<<<<

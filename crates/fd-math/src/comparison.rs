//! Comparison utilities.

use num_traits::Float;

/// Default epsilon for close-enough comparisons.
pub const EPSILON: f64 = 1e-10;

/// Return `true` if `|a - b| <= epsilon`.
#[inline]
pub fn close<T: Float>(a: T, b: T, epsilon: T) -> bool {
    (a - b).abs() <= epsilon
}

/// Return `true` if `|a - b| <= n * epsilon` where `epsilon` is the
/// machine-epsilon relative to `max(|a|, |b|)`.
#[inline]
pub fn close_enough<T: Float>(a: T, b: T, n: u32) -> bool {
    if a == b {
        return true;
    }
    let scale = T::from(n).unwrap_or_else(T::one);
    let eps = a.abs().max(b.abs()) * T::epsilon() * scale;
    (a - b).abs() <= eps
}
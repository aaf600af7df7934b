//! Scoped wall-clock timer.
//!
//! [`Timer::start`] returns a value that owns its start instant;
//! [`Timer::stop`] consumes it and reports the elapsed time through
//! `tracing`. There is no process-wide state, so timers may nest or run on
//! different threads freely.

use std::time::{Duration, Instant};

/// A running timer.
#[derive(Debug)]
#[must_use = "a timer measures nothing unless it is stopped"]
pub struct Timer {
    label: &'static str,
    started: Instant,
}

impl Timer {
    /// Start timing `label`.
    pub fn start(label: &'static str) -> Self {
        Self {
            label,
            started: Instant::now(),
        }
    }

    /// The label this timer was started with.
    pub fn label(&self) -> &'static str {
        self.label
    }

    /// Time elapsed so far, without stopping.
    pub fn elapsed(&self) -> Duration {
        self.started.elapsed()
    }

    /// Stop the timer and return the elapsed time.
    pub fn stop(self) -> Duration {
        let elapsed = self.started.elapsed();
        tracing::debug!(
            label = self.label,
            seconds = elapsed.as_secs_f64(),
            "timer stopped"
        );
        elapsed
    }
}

>>>>

• YOUR GOAL: Each line above with the string "started" in it should be located and copied.

• RESPONSE TO THE EXERCISE:
    started: Instant,
            started: Instant::now(),
    /// The label this timer was started with.
        self.started.elapsed()
        let elapsed = self.started.elapsed();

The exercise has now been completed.